Dos horas más tarde, Peter estaba sentado en un horrible sofá de vinilo verde, mirando la televisión. Pero
no veía ni oía nada.
Había visto nacer a una
niña. Una persona diminuta, pero perfecta. Y, á juzgar por sus gritos, no muy
contenta de haber llegado al mundo.
Nunca había visto nada
tan hermoso. Allegra, la llamó su madre. Sana, gordita, preciosa. Con el
pelo de color miel y un par de pulmones de categoría.
Peter no podía disimular
que estaba emocionado. Se le había caído una lágrima en el quirófano y fue
entonces cuando la doctora se fijó en él y le dijo a todo el mundo que
no era el padre de la criatura. Ni el marido de Lali. Ni siquiera el novio.
Solo el tipo que se había quedado encerrado con ella en el ascensor. Un
completo extraño.
Peg amenazó con cortarle
la cabeza cuando salió del quirófano. Le había dicho que se quedara en la sala
de espera, sin moverse. Y él obedeció. Le recordaba a un sargento que tuvo
cuando hacía el servicio militar. Oliver Dimwitty. Un hombre tan serio que
ningún recluta se atrevía a hacer bromas con él.
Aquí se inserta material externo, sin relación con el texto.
use rustc_hash::FxHashMap;
use serde::{Deserialize, Serialize};

/// Third-tone `i`; narrow in any proportional font.
pub const PROBE_I3: &str = "\u{01D0}";
/// Third-tone `o`; wider than [`PROBE_I3`] unless both fall back to the same box glyph.
pub const PROBE_O3: &str = "\u{01D2}";
pub const PROBE_SUP6: &str = "\u{2076}";
pub const PROBE_SUP2: &str = "\u{00B2}";
/// Baseline letter that real superscripts must be narrower than.
pub const PROBE_BASELINE: &str = "n";

#[derive(Debug, Clone, Copy, Default, PartialEq, Eq, Serialize, Deserialize)]
#[serde(rename_all = "camelCase")]
pub struct Capabilities {
    pub pinyin_diacritics: bool,
    pub superscript_digits: bool,
}

impl Capabilities {
    /// Nothing renderable; every rewrite is a no-op.
    pub fn none() -> Self {
        Self::default()
    }

    /// Both substitutions enabled.
    pub fn all() -> Self {
        Self {
            pinyin_diacritics: true,
            superscript_digits: true,
        }
    }

    /// Whether at least one substitution is enabled.
    pub fn any(&self) -> bool {
        self.pinyin_diacritics || self.superscript_digits
    }
}

/// Something that can lay out a short string in a font stack and report its width.
///
/// Returning `None` means there is no rendering environment at all; probing then yields
/// [`Capabilities::none`].
pub trait GlyphWidthProbe {
    fn glyph_width(&self, glyph: &str, font_family: &str) -> Option<f64>;
}

impl<P: GlyphWidthProbe + ?Sized> GlyphWidthProbe for &P {
    fn glyph_width(&self, glyph: &str, font_family: &str) -> Option<f64> {
        (**self).glyph_width(glyph, font_family)
    }
}

#[derive(Debug, Clone, Copy, PartialEq)]
struct ProbeWidths {
    i3: f64,
    o3: f64,
    sup6: f64,
    sup2: f64,
    baseline: f64,
}

impl ProbeWidths {
    fn measure(probe: &dyn GlyphWidthProbe, font_family: &str) -> Option<Self> {
        Some(Self {
            i3: probe.glyph_width(PROBE_I3, font_family)?,
            o3: probe.glyph_width(PROBE_O3, font_family)?,
            sup6: probe.glyph_width(PROBE_SUP6, font_family)?,
            sup2: probe.glyph_width(PROBE_SUP2, font_family)?,
            baseline: probe.glyph_width(PROBE_BASELINE, font_family)?,
        })
    }

    fn capabilities(&self) -> Capabilities {
        Capabilities {
            pinyin_diacritics: self.o3 > self.i3,
            superscript_digits: self.sup6 < self.baseline && self.sup2 == self.sup6,
        }
    }
}

/// Infers both capabilities from the widths of the probe glyphs rendered in `font_family`.
pub fn probe_capabilities(probe: &dyn GlyphWidthProbe, font_family: &str) -> Capabilities {
    let Some(widths) = ProbeWidths::measure(probe, font_family) else {
        tracing::debug!(font_family, "no rendering environment; capabilities disabled");
        return Capabilities::none();
    };
    let caps = widths.capabilities();
    tracing::debug!(
        font_family,
        i3 = widths.i3,
        o3 = widths.o3,
        sup6 = widths.sup6,
        sup2 = widths.sup2,
        baseline = widths.baseline,
        pinyin_diacritics = caps.pinyin_diacritics,
        superscript_digits = caps.superscript_digits,
        "probed glyph widths"
    );
    caps
}

/// A probe answering from a fixed width table, ignoring the font stack.
///
/// Useful for tests and for hosts that already know their glyph metrics.
#[derive(Debug, Clone, Default)]
pub struct FixedWidthProbe {
    widths: FxHashMap<String, f64>,
    pub fallback_width: Option<f64>,
}

impl FixedWidthProbe {
    pub fn new() -> Self {
        Self::default()
    }

    pub fn with_width(mut self, glyph: impl Into<String>, width: f64) -> Self {
        self.widths.insert(glyph.into(), width);
        self
    }

    pub fn with_fallback_width(mut self, width: f64) -> Self {
        self.fallback_width = Some(width);
        self
    }

    /// Widths of a proportional serif font with real superscript glyphs.
    pub fn capable() -> Self {
        Self::new()
            .with_width(PROBE_I3, 4.0)
            .with_width(PROBE_O3, 8.0)
            .with_width(PROBE_SUP6, 5.0)
            .with_width(PROBE_SUP2, 5.0)
            .with_width(PROBE_BASELINE, 8.0)
    }

    /// Every glyph renders as the same box, as when no font in the stack covers them.
    pub fn tofu(width: f64) -> Self {
        Self::new().with_fallback_width(width)
    }
}

impl GlyphWidthProbe for FixedWidthProbe {
    fn glyph_width(&self, glyph: &str, _font_family: &str) -> Option<f64> {
        self.widths.get(glyph).copied().or(self.fallback_width)
    }
}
En ese momento la doctora entró en la sala de espera. Era una chica muy guapa, con el pelo de
color rubio, los ojos verdes y una sonrisa preciosa.
Al contrario que Peg, que
iba tras ella con cara de pocos amigos.
—No quería que lo echasen
del quirófano. Pero no podía estar allí.
—Lo sé. ¿Cómo está Lali?
—Muy bien. Y la niña
también. Allegra ha pesado tres kilos cuatrocientos gramos y mide cuarenta y
siete centímetros. Una niña muy sana que tiene la buena suerte de parecerse a
su madre.
— Desde luego.
— La mamá también está
bien. Un poco aturdida, pero bien.
Peter se dio cuenta de que
estaba escuchando cada detalle como si
fuese el verdadero padre. Y no lo era.
—Me alegro. La verdad es
que me asusté un poco en el ascensor. Pero bien está lo que bien acaba. Gracias
a usted.
La doctora sonrió.
— Y a usted. Dice que se
asustó, pero no parecía asustado.
— Porque no vio cómo me
subía por las paredes. Literalmente.
— A cualquiera le habría
pasado lo mismo. Pero esto aún no ha terminado. Si usted no quiere que termine.
— ¿ Qué quiere decir?
—Lali me ha dicho que le
gustaría darle las gracias.
Peter controló una sonrisa
de felicidad antes de que apareciera en su rostro. No podía atarse a aquella
chica. Lali no era su mujer y Allegra no era su hija. Una esposa y un hijo era
algo que había pospuesto debido a su ritmo de vida. La verdad era que debía
marcharse. Inmediatamente.
—Es muy amable por su
parte, pero...
— Venga, vamos a ver a la
madre —quien había hablado era, por supuesto, Peg —. Vamos, muévase.
— Ya veo por qué la ha
traído —sonrió Peter—. Cualquiera le dice que no.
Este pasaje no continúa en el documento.